2018年4月4日水曜日

人類滅亡 - LIFE AFTER PEOPLE -

 最近はこれを見ています。『人類滅亡 - LIFE AFTER PEOPLE -』。人類がこの地上から去ったあと、人類の作り出したもの、文明はどのようになるのか。そうした興味は誰しもあるんじゃないかと思います。最近、人類の文明が終焉を迎えた後の世界を描いたフィクションに好評はくするものがいくつも出ています。ポストアポカリプスというんですってね。人類が長い時間をかけて築きあげてきたものが、脆く崩れさる。それは文明であり、都市であり、社会のモラルやルールでもあり、そうした異常な状況において、残された人間はいかに生きるのか。と、ここまで書いておいてなんですが、『LIFE AFTER PEOPLE』はちょっと趣向が違います。なんといっても、人類はもういないんですね。社会もモラルもへちまもなく、人っ子ひとりいなくなった世界にて人類の築いたものはいかに消えさるのかに焦点をあてたプログラムであります。

ようこそ地球へ。人口はゼロ。

毎回のプログラム開始時にアナウンスされるキャッチフレーズなんですが、結構かっこよくって気にいっているんですよ。オリジナルは Welcome to Earth. Population Zero. なんですね。直訳なんだ。こういう短いフレーズで、はっと見るものの心をつかむの、本当、うまいと思いますよ。

番組は、人類がいなくなってから一日たった世界はどうなっているか。一週間ならどうなっているか。といった具合に、時間、日数を少しずつ進めていきながら、いかに人の痕跡が失われているかを説明していきます。それは例えば巨大なビルディングで、家畜など人の文化が作り出した生き物で、とりわけ印象的なのは人が永続を夢見て作り上げたモニュメント。もう、毎回これでもかと人の営為の痕跡が消失していく様がプレゼンテーションされるのであります。

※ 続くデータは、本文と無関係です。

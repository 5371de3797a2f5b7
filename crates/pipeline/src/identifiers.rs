//! Newtype domain identifiers.
//!
//! Every domain concept that has an identity is represented as a distinct
//! newtype so that, for example, a [`RunId`] can never be confused with a
//! free-form task string even though both are `String` under the hood.

use serde::{Deserialize, Serialize};
use uuid::Uuid;

// ---------------------------------------------------------------------------
// Macro for String-wrapped newtypes.
// Generates: struct, new() returning Option<Self>, as_str(), Display.
// ---------------------------------------------------------------------------
macro_rules! string_id {
    (
        $(#[$attr:meta])*
        $name:ident
    ) => {
        $(#[$attr])*
        #[derive(Debug, Clone, PartialEq, Eq, Hash, PartialOrd, Ord, Serialize, Deserialize)]
        pub struct $name(String);

        impl $name {
            /// Creates a new identifier, returning `None` if the value is empty
            /// or only whitespace.
            pub fn new(value: impl Into<String>) -> Option<Self> {
                let v = value.into();
                if v.trim().is_empty() { None } else { Some(Self(v)) }
            }

            /// Returns the identifier as a string slice.
            pub fn as_str(&self) -> &str {
                &self.0
            }
        }

        impl std::fmt::Display for $name {
            fn fmt(&self, f: &mut std::fmt::Formatter<'_>) -> std::fmt::Result {
                write!(f, "{}", self.0)
            }
        }
    };
}

string_id! {
    /// Identifies one pipeline run.
    ///
    /// The run id is the key under which checkpoints are stored, so passing
    /// the same id to a second invocation resumes the earlier run.
    RunId
}

impl RunId {
    /// Generates a fresh run identifier of the form `run_<8 hex chars>`.
    pub fn generate() -> Self {
        let simple = Uuid::new_v4().simple().to_string();
        Self(format!("run_{}", &simple[..8]))
    }

    /// Returns `true` if the identifier is safe to use as a file stem
    /// (ASCII alphanumerics, `-` and `_` only).
    pub fn is_path_safe(&self) -> bool {
        self.0
            .chars()
            .all(|c| c.is_ascii_alphanumeric() || c == '-' || c == '_')
    }
}

#[cfg(test)]
mod tests {
    use super::*;

    #[test]
    fn rejects_blank_run_ids() {
        assert!(RunId::new("").is_none());
        assert!(RunId::new("   ").is_none());
        assert_eq!(RunId::new("run_1").unwrap().as_str(), "run_1");
    }

    #[test]
    fn generated_ids_are_prefixed_and_path_safe() {
        let id = RunId::generate();
        assert!(id.as_str().starts_with("run_"));
        assert_eq!(id.as_str().len(), 12);
        assert!(id.is_path_safe());
        assert_ne!(id, RunId::generate());
    }

    #[test]
    fn path_safety_rejects_separators() {
        assert!(!RunId::new("../etc").unwrap().is_path_safe());
        assert!(!RunId::new("a/b").unwrap().is_path_safe());
    }
}
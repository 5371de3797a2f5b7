//! `agentflow runs`: listing and deleting checkpointed runs.

use std::fmt::Write as _;

use anyhow::{Context, Result};
use pipeline::{CheckpointStore, RunId};
use store::FileCheckpointStore;

use crate::args::RunsCommand;

/// Runs one `runs` subcommand against `store` and returns what to print.
pub async fn execute(store: &FileCheckpointStore, command: &RunsCommand) -> Result<String> {
    match command {
        RunsCommand::List => list(store).await,
        RunsCommand::Delete { run_id } => {
            let run_id = RunId::new(run_id.as_str()).context("run id must not be blank")?;
            store
                .delete(&run_id)
                .await
                .with_context(|| format!("failed to delete run {run_id}"))?;
            Ok(format!("Deleted run {run_id}\n"))
        }
    }
}

async fn list(store: &FileCheckpointStore) -> Result<String> {
    let runs = store.list().await.context("failed to list checkpoints")?;
    let mut out = String::new();
    if runs.is_empty() {
        writeln!(out, "No checkpointed runs in {}", store.root().display())?;
        return Ok(out);
    }

    writeln!(out, "Checkpointed runs in {}:", store.root().display())?;
    writeln!(out, "{:<16} {:>7} {:>5} {:<9} {:<25} TASK", "RUN ID", "VERSION", "ITER", "STATUS", "SAVED AT")?;
    for run in runs {
        let status = if run.finished { "finished".to_string() } else { run.phase.to_string() };
        writeln!(
            out,
            "{:<16} {:>7} {:>5} {:<9} {:<25} {}",
            run.run_id.as_str(),
            run.version,
            run.iteration_count,
            status,
            run.saved_at.to_string(),
            run.task
        )?;
    }
    Ok(out)
}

各回ごとにテーマが決められていて、例えば第1回は「残された死体」。死体? そんなの、すぐに腐敗して崩れさって終わりじゃないのん? 見る前まではそう思っていたのですが、いやいや、そんなもんじゃありませんでした。死体といっても特別な死体です。ミイラや、あと特別に防腐処理のほどこされた指導者たちの遺体。これらもある意味、永続を求めた末のモニュメントといえるのだと思うのですが、これらが、まあ、どんどん朽ちる様を見せてくれます。けれど、ただ消え去る過程ばかりを語るのではなく、もしかしたらなんらかのかたちで残るかも知れないという可能性、化石になるとかね? そこまで言及してくれるから面白い。

テーマごとに描写されるタイムスパンは違ってくるのですが、都市や建築物となると、もうかなり遠い未来まで視野にいれてくれるんですね。それこそ100万年みたいな先の可能性まで検討して、けれどそれでわかるのは、よほど特別なものでないかぎり人類の痕跡は残らない。まず、跡形もなく消え去るものだということです。そして同時に、我々が堅牢と思っているもの、都市でも建物でも、それらは実際にはかなり脆くて、思っていたよりもはやく機能を喪失、壊れていくものだと思い知らされます。

この番組、廃墟ファンにもおすすめなんですよ。毎回、都市や建物がどのように崩壊していくか、その実例を紹介してくれるんです。第1回は日本の長崎でした。ほら、軍艦島ですよ。人の手が入らなくなった建物は、このように壊れていくのだという実例ですね。なぜ人がその地を去ることになったのかは毎回違うのですが、産業構造が変わって鉱山が閉鎖されたからとか、あるいは環境破壊とか、いろいろ。海辺の町、砂漠の町といったように、シチュエーションもいろいろ。立地、環境が変われば、ウィークポイント、壊れ方も違ってくる。潮風に晒されて金属やコンクリートがぼろぼろに崩れるケースがあれば、凶悪な外来植物に覆い尽くされ、壊されていくということもある。そのバリエーションよ! 実に刺激的でありますよ。

人の作ったものはこんなにもはやく壊れていく。それこそ、都市を維持しているシステムの喪失が、都市を一気に破壊の方向に向かわせる様など見せられると、揺るぎも危なげもなく存在し続けそうにさえ思える都市の脆弱さを思わずにはおられません。あるいは、都市にしても、町にしても、多かれ少なかれ自然なありかたに逆らって無理矢理成立させているものなのだと、改めて実感させられるのですね。排水し続けないとすぐさま水に漬かってしまうとか、水の供給が断たれると砂漠に戻ってしまうとか、そうした例が示されるたびに、想像以上に街というものは人為的なのだと、メンテナンスを怠れば簡単に機能不全に陥るのだと、都市や社会を維持するコストの高さ、要求される労力を思うとともに、日頃当たり前に思っているものはちっとも当たり前なんかではないのだよと、諭されているようにも感じるのでありました。